Application of TCSC Power Oscillation Damping controller to enhance power system dynamic performance

Abstract

The effectiveness of a Thyristor Controlled Series Capacitor Power Oscillation Damping controller (TCSC PODC) in enhancing the power system dynamic performance of a fundamental power system model is explored in this paper. Controller parameters are optimally tuned using Genetic Algorithm (GA) to achieve better dynamic performance. A multi-objective problem is formulated to optimize a composite set of objective functions comprising damping factor and damping ratio of critical eigenvalues in and around the Hopf bifurcation point. The generator and its excitation control dynamics are modelled by four first-order differential equations.
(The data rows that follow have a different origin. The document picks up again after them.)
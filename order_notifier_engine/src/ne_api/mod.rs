//! The public API of the engine.
//!
//! * [`intake_api::IntakeApi`] polls an order source and records new orders.
//! * [`dispatch_api::DispatchApi`] reacts to change feed entries by sending notifications.
//!
//! Both are constructed per invocation with explicitly supplied collaborators; neither holds any state of its own
//! between calls.
pub mod dispatch_api;
pub mod errors;
pub mod intake_api;
pub mod order_objects;
mod errors;
mod sqlite_impl;

pub mod changes;
pub mod orders;

pub use errors::SqliteDatabaseError;
pub use sqlite_impl::SqliteDatabase;
use sqlx::{sqlite::SqlitePoolOptions, SqlitePool};

pub async fn new_pool(url: &str, max_connections: u32) -> Result<SqlitePool, SqliteDatabaseError> {
    let pool = SqlitePoolOptions::new().max_connections(max_connections).connect(url).await?;
    Ok(pool)
}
It is shown that when excitation control gains are set high and when the excitation hard-limits are taken into account, the fundamental power system model undergoes global bifurcations including period-doubling cascades, which lead to sustained chaotic behaviour. The route of cascading period-doubling bifurcation (PDB) is deeply studied and PDB route to chaos is presented. The existence of the chaos, also called strange attractor, is confirmed by time domain plots and phase plots. The simulation results show that the GA tuned TCSC PODC is effective in mitigating the chaotic electromechanical oscillations and hence effective in enhancing the power system dynamic performance.